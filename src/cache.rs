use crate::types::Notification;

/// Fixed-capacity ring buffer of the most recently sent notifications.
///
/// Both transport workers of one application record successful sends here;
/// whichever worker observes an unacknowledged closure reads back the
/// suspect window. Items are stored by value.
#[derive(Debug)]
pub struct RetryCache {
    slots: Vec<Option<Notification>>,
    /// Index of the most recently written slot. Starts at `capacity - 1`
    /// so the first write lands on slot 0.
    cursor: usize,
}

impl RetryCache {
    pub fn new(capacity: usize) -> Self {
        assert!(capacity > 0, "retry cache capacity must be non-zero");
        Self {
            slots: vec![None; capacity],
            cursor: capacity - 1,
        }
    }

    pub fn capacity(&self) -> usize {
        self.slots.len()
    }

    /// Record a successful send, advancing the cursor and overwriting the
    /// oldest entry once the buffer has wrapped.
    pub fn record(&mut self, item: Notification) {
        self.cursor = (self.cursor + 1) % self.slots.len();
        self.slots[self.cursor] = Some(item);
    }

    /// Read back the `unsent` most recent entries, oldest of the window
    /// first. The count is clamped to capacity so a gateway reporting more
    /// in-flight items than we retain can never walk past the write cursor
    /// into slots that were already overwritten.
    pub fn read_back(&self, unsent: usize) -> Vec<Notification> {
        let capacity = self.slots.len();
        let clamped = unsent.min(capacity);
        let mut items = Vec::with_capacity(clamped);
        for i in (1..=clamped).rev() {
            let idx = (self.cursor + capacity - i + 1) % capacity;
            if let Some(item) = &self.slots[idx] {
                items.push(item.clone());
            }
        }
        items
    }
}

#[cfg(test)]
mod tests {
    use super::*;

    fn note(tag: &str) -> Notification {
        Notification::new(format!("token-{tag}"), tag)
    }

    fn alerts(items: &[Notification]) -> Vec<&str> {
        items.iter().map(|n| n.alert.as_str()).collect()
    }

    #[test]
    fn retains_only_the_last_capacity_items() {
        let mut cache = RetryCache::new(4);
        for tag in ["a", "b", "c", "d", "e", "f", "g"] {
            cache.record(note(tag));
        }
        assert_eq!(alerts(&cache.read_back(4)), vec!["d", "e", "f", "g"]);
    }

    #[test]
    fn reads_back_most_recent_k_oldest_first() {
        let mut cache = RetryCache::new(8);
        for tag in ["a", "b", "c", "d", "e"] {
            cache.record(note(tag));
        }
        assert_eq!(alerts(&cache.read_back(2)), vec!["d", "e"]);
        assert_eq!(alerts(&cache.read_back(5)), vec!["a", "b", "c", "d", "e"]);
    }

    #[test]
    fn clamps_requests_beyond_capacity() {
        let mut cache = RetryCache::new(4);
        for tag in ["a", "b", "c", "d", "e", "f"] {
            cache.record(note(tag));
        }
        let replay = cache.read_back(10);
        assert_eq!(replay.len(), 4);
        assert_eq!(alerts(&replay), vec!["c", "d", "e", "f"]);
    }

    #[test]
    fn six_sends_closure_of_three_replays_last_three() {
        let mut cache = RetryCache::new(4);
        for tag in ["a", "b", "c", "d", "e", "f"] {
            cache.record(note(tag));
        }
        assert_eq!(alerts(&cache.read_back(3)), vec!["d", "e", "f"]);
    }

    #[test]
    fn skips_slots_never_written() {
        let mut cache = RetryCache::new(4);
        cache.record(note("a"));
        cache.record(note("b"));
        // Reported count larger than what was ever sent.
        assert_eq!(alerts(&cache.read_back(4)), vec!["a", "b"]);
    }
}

◆ Task goal:
Go through the listing above and copy each line that contains "successful".

◆ Answer to this exercise:
/// Both transport workers of one application record successful sends here;
    /// Record a successful send, advancing the cursor and overwriting the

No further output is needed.